* _Collected data_:
┌────────

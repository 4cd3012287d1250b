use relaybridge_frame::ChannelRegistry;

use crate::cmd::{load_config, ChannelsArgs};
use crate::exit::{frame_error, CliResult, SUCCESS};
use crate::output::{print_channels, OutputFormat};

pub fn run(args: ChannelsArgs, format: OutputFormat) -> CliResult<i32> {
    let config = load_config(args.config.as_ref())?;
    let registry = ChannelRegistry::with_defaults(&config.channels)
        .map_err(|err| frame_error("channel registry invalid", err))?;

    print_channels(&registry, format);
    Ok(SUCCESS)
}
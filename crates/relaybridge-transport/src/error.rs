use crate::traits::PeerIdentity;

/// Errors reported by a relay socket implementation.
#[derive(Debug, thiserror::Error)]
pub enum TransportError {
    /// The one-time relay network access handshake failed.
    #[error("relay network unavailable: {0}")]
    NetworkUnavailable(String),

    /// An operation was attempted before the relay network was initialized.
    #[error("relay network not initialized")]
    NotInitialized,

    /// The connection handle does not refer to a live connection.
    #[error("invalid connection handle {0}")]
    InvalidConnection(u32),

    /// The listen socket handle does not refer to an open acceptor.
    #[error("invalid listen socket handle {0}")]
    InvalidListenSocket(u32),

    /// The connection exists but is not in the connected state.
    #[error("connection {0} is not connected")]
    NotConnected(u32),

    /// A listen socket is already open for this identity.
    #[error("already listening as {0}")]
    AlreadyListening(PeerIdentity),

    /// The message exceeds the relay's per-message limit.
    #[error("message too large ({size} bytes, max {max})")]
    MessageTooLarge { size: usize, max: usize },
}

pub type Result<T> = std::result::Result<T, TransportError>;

└────────

* _TASK_:
Find the lines above that include the string "size" and copy them.

* _EXPECTED OUTPUT_:
    #[error("message too large ({size} bytes, max {max})")]
    MessageTooLarge { size: usize, max: usize },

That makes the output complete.